> **TASK DESCRIPTION**:
Please list all lines of the material below in which the string "path" occurs.

> **PROVIDED DATA**:

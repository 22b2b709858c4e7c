//! OCR through external tooling.
//!
//! OCR is a black box producing text from a PDF. The engine only depends on
//! [`OcrBackend`]; [`TesseractCli`] drives `pdftoppm` and `tesseract`.

mod tesseract;

pub use tesseract::TesseractCli;

use std::path::Path;

use crate::error::OcrError;

/// Text recognition over a whole PDF.
pub trait OcrBackend: Send + Sync {
    /// Host components this backend needs but cannot find.
    fn missing_components(&self) -> Vec<String>;

    /// Recognize the text of every page, pages separated by newlines.
    fn recognize_pdf(&self, path: &Path) -> Result<String, OcrError>;
}
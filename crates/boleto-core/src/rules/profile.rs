//! Contact and profile attributes: phone, age, years of experience.

use chrono::{Datelike, Local, NaiveDate};

use super::cpf::validate_cpf;
use super::dates::parse_br_date_with_year;
use super::lexicon::BIRTH_DATE_LABELS;
use super::patterns::{AGE_YEARS, DATE_DMY, EXPERIENCE_YEARS, PHONE};
use crate::text::{normalize_for_match, only_digits};

const MAX_AGE: u32 = 120;
const MAX_EXPERIENCE: u32 = 60;
const COUNTRY_CODE: &str = "55";
/// Characters after "idade" searched for an inline age.
const AGE_CONTEXT_CHARS: usize = 40;

/// Age as of today.
pub fn extract_age(text: &str) -> Option<u32> {
    extract_age_at(text, Local::now().date_naive())
}

/// Age as of `today`: from a labeled date of birth when present, else from
/// an "N anos" mention following "idade".
pub fn extract_age_at(text: &str, today: NaiveDate) -> Option<u32> {
    age_from_birth_date(text, today)
        .or_else(|| age_from_context(text))
        .filter(|age| *age <= MAX_AGE)
}

fn age_from_birth_date(text: &str, today: NaiveDate) -> Option<u32> {
    text.lines()
        .filter(|line| {
            let folded = normalize_for_match(line);
            BIRTH_DATE_LABELS.iter().any(|label| folded.contains(label))
        })
        .find_map(|line| {
            DATE_DMY
                .find_iter(line)
                .find_map(|m| parse_br_date_with_year(m.as_str(), today.year()))
        })
        .and_then(|birth| years_between(birth, today))
}

fn years_between(birth: NaiveDate, today: NaiveDate) -> Option<u32> {
    if birth > today {
        return None;
    }
    let mut years = today.year() - birth.year();
    if (today.month(), today.day()) < (birth.month(), birth.day()) {
        years -= 1;
    }
    u32::try_from(years).ok()
}

fn age_from_context(text: &str) -> Option<u32> {
    let folded = normalize_for_match(text);
    folded
        .match_indices("idade")
        .filter(|(pos, _)| !folded[..*pos].ends_with(|c: char| c.is_alphabetic()))
        .find_map(|(pos, _)| {
            let window: String = folded[pos..].chars().take(AGE_CONTEXT_CHARS).collect();
            AGE_YEARS
                .captures(&window)
                .and_then(|caps| caps[1].parse::<u32>().ok())
        })
}

/// Years of experience from an "N anos de experiencia" mention.
pub fn extract_experience_years(text: &str) -> Option<u32> {
    let folded = normalize_for_match(text);
    EXPERIENCE_YEARS
        .captures_iter(&folded)
        .filter_map(|caps| caps[1].parse::<u32>().ok())
        .find(|years| *years <= MAX_EXPERIENCE)
}

/// Best phone candidate, normalized as `+55` followed by the local number.
///
/// Candidates score for a country code, a leading `+`, and an 11-digit
/// (mobile) local number.
pub fn extract_phone(text: &str) -> Option<String> {
    let mut best: Option<(u8, String)> = None;

    for m in PHONE.find_iter(text) {
        let raw = m.as_str();
        let digits = only_digits(raw);
        if validate_cpf(&digits) {
            continue;
        }

        let (has_country, local) = match digits.strip_prefix(COUNTRY_CODE) {
            Some(rest) if matches!(digits.len(), 12 | 13) => (true, rest.to_string()),
            _ => (false, digits.clone()),
        };
        if !matches!(local.len(), 10 | 11) {
            continue;
        }

        let score = u8::from(has_country) * 2
            + u8::from(raw.starts_with('+'))
            + u8::from(local.len() == 11);
        if best.as_ref().is_none_or(|(top, _)| score > *top) {
            best = Some((score, local));
        }
    }

    best.map(|(_, local)| format!("+{COUNTRY_CODE}{local}"))
}
//! PDF text-layer extraction using lopdf and pdf-extract.

use lopdf::Document;
use tracing::{debug, trace};

use super::{PdfProcessor, Result};
use crate::error::PdfError;

/// PDF text extractor using lopdf, with pdf-extract as fallback.
pub struct PdfExtractor {
    document: Option<Document>,
    raw_data: Vec<u8>,
}

impl PdfExtractor {
    /// Create a new PDF extractor.
    pub fn new() -> Self {
        Self {
            document: None,
            raw_data: Vec::new(),
        }
    }

    /// Load a PDF file from disk.
    pub fn open(path: &std::path::Path) -> Result<Self> {
        let data = std::fs::read(path).map_err(|e| PdfError::Parse(e.to_string()))?;
        let mut extractor = Self::new();
        extractor.load(&data)?;
        Ok(extractor)
    }

    fn document(&self) -> Result<&Document> {
        self.document
            .as_ref()
            .ok_or_else(|| PdfError::Parse("No document loaded".to_string()))
    }

    /// Whole-document text via pdf-extract.
    fn extract_text_fallback(&self) -> Result<String> {
        pdf_extract::extract_text_from_mem(&self.raw_data)
            .map_err(|e| PdfError::TextExtraction(e.to_string()))
    }
}

impl Default for PdfExtractor {
    fn default() -> Self {
        Self::new()
    }
}

impl PdfProcessor for PdfExtractor {
    fn load(&mut self, data: &[u8]) -> Result<()> {
        let mut doc = Document::load_mem(data).map_err(|e| PdfError::Parse(e.to_string()))?;

        // Handle PDFs with empty password encryption
        if doc.is_encrypted() {
            if doc.decrypt("").is_err() {
                return Err(PdfError::Encrypted);
            }
            debug!("Decrypted PDF with empty password");

            // Save decrypted document to raw_data for pdf_extract
            let mut decrypted_data = Vec::new();
            doc.save_to(&mut decrypted_data)
                .map_err(|e| PdfError::Parse(format!("Failed to save decrypted PDF: {}", e)))?;
            self.raw_data = decrypted_data;
        } else {
            self.raw_data = data.to_vec();
        }

        let page_count = doc.get_pages().len();
        if page_count == 0 {
            return Err(PdfError::NoPages);
        }

        debug!("Loaded PDF with {} pages", page_count);
        self.document = Some(doc);
        Ok(())
    }

    fn page_count(&self) -> u32 {
        self.document
            .as_ref()
            .map(|doc| doc.get_pages().len() as u32)
            .unwrap_or(0)
    }

    fn extract_text(&self) -> Result<String> {
        let page_count = self.page_count();
        let mut pages = Vec::with_capacity(page_count as usize);

        for page in 1..=page_count {
            match self.extract_page_text(page) {
                Ok(text) => pages.push(text),
                Err(e) => {
                    debug!("lopdf failed on page {}: {}, using pdf-extract", page, e);
                    return self.extract_text_fallback();
                }
            }
        }

        Ok(pages.join("\n"))
    }

    fn extract_page_text(&self, page: u32) -> Result<String> {
        let doc = self.document()?;
        let text = doc
            .extract_text(&[page])
            .map_err(|e| PdfError::TextExtraction(e.to_string()))?;
        trace!("Page {}: {} chars", page, text.len());
        Ok(text.trim_end().to_string())
    }
}

#[cfg(test)]
mod tests {
    use super::*;
    use lopdf::content::{Content, Operation};
    use lopdf::{Object, Stream, StringFormat, dictionary};

    fn text_pdf(pages: &[&[&str]]) -> Vec<u8> {
        let mut doc = Document::with_version("1.5");
        let pages_id = doc.new_object_id();
        let font_id = doc.add_object(dictionary! {
            "Type" => "Font",
            "Subtype" => "Type1",
            "BaseFont" => "Helvetica",
            "Encoding" => "WinAnsiEncoding",
        });

        let mut kids = Vec::new();
        for lines in pages {
            let mut operations = Vec::new();
            for (i, line) in lines.iter().enumerate() {
                let bytes: Vec<u8> = line.chars().map(|c| c as u8).collect();
                operations.push(Operation::new("BT", vec![]));
                operations.push(Operation::new("Tf", vec!["F1".into(), 10.into()]));
                operations.push(Operation::new("Td", vec![40.into(), (800 - 14 * i as i64).into()]));
                operations.push(Operation::new("Tj", vec![Object::String(bytes, StringFormat::Literal)]));
                operations.push(Operation::new("ET", vec![]));
            }
            let content = Content { operations };
            let content_id = doc.add_object(Stream::new(dictionary! {}, content.encode().unwrap()));
            let page_id = doc.add_object(dictionary! {
                "Type" => "Page",
                "Parent" => pages_id,
                "Contents" => content_id,
                "Resources" => dictionary! { "Font" => dictionary! { "F1" => font_id } },
                "MediaBox" => vec![0.into(), 0.into(), 595.into(), 842.into()],
            });
            kids.push(page_id.into());
        }

        let count = kids.len() as i64;
        doc.objects.insert(
            pages_id,
            Object::Dictionary(dictionary! {
                "Type" => "Pages",
                "Kids" => kids,
                "Count" => count,
            }),
        );
        let catalog_id = doc.add_object(dictionary! {
            "Type" => "Catalog",
            "Pages" => pages_id,
        });
        doc.trailer.set("Root", catalog_id);

        let mut buf = Vec::new();
        doc.save_to(&mut buf).unwrap();
        buf
    }

    #[test]
    fn test_pdf_extractor_new() {
        let extractor = PdfExtractor::new();
        assert!(extractor.document.is_none());
        assert_eq!(extractor.page_count(), 0);
    }

    #[test]
    fn test_extracts_pages_in_order() {
        let data = text_pdf(&[&["Vencimento: 10/05/2024"], &["Valor do documento: 1.500,00"]]);
        let mut extractor = PdfExtractor::new();
        extractor.load(&data).unwrap();

        assert_eq!(extractor.page_count(), 2);
        let text = extractor.extract_text().unwrap();
        let due = text.find("10/05/2024").unwrap();
        let value = text.find("1.500,00").unwrap();
        assert!(due < value);
    }

    #[test]
    fn test_rejects_garbage() {
        let mut extractor = PdfExtractor::new();
        assert!(matches!(extractor.load(b"not a pdf"), Err(PdfError::Parse(_))));
    }

    #[test]
    fn test_empty_page_has_no_text() {
        let data = text_pdf(&[&[]]);
        let mut extractor = PdfExtractor::new();
        extractor.load(&data).unwrap();
        assert_eq!(extractor.page_count(), 1);
        assert!(extractor.extract_text().unwrap().trim().is_empty());
    }
}
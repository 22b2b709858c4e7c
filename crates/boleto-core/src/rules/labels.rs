//! Label-anchored value lookup and block slicing.

use lazy_static::lazy_static;
use regex::Regex;

use crate::text::{FoldedLine, contains_any, normalize_for_match, normalize_space};

lazy_static! {
    static ref TRAILING_ID: Regex = Regex::new(r"(?i)\s*[-–|]?\s*\b(?:cpf|cnpj)\b.*$").unwrap();
}

/// Lines that make up a labeled block of the document.
const BLOCK_LINES: usize = 6;

/// Value for the first line containing any of `labels`: the text after the
/// label on the same line, or the following line when that is empty or
/// hits `skip_terms`.
pub fn find_labeled_value(lines: &[&str], labels: &[&str], skip_terms: &[&str]) -> Option<String> {
    let folded: Vec<FoldedLine<'_>> = lines.iter().map(|l| FoldedLine::new(l)).collect();

    for (idx, line) in folded.iter().enumerate() {
        for label in labels {
            let Some(rest) = line.after(label) else {
                continue;
            };
            let value = rest.trim_matches(|c: char| c == ' ' || c == ':' || c == '-' || c == '\t');
            if !value.is_empty() && !contains_any(&normalize_for_match(value), skip_terms) {
                return Some(normalize_space(value));
            }
            if let Some(next) = lines.get(idx + 1) {
                let candidate = normalize_space(next);
                if !candidate.is_empty() && !contains_any(&normalize_for_match(&candidate), skip_terms) {
                    return Some(candidate);
                }
            }
        }
    }

    None
}

/// Index of the first line whose folded form contains any of `labels`.
pub fn first_label_line(lines: &[&str], labels: &[&str]) -> Option<usize> {
    lines.iter().position(|line| {
        let folded = normalize_for_match(line);
        labels.iter().any(|label| folded.contains(label))
    })
}

/// The block of lines starting at the first line carrying one of `labels`,
/// ending early at a later line carrying one of `stop_labels`.
pub fn labeled_block(lines: &[&str], labels: &[&str], stop_labels: &[&str]) -> Option<String> {
    let start = first_label_line(lines, labels)?;
    let limit = (start + BLOCK_LINES).min(lines.len());
    let end = first_label_line(&lines[start + 1..limit], stop_labels).map_or(limit, |idx| start + 1 + idx);
    Some(lines[start..end].join("\n"))
}

/// Drop a trailing "- CPF: ..." / "CNPJ ..." tail from a name value.
pub fn strip_trailing_ids(value: &str) -> String {
    TRAILING_ID.replace(value, "").trim().to_string()
}

#[cfg(test)]
mod tests {
    use super::*;

    #[test]
    fn test_same_line_value() {
        let lines = ["Pagador: Maria da Silva", "Rua A, 10"];
        assert_eq!(
            find_labeled_value(&lines, &["pagador"], &[]),
            Some("Maria da Silva".to_string())
        );
    }

    #[test]
    fn test_next_line_value() {
        let lines = ["Beneficiário", "ACME   Comercio Ltda"];
        assert_eq!(
            find_labeled_value(&lines, &["beneficiario"], &[]),
            Some("ACME Comercio Ltda".to_string())
        );
    }

    #[test]
    fn test_skip_terms() {
        let lines = ["Endereco: Vencimento 10/05", "Rua das Flores, 100"];
        assert_eq!(
            find_labeled_value(&lines, &["endereco"], &["vencimento"]),
            Some("Rua das Flores, 100".to_string())
        );
    }

    #[test]
    fn test_labeled_block() {
        let lines = ["Banco", "Pagador: X", "Rua Y, 1", "Cidade"];
        assert_eq!(
            labeled_block(&lines, &["pagador"], &[]),
            Some("Pagador: X\nRua Y, 1\nCidade".to_string())
        );
        assert_eq!(labeled_block(&lines, &["sacado"], &[]), None);
    }

    #[test]
    fn test_labeled_block_stops_at_next_section() {
        let lines = ["Beneficiário: ACME", "CNPJ 11.222.333/0001-81", "Pagador: X", "CPF 1"];
        assert_eq!(
            labeled_block(&lines, &["beneficiario"], &["pagador"]),
            Some("Beneficiário: ACME\nCNPJ 11.222.333/0001-81".to_string())
        );
    }

    #[test]
    fn test_strip_trailing_ids() {
        assert_eq!(strip_trailing_ids("MARIA SILVA - CPF: 529.982.247-25"), "MARIA SILVA");
        assert_eq!(strip_trailing_ids("ACME LTDA CNPJ 11.222.333/0001-81"), "ACME LTDA");
        assert_eq!(strip_trailing_ids("JOAO"), "JOAO");
    }
}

> **RESPONSE**:
use std::path::Path;
    fn recognize_pdf(&self, path: &Path) -> Result<String, OcrError>;
    pub fn open(path: &std::path::Path) -> Result<Self> {
        let data = std::fs::read(path).map_err(|e| PdfError::Parse(e.to_string()))?;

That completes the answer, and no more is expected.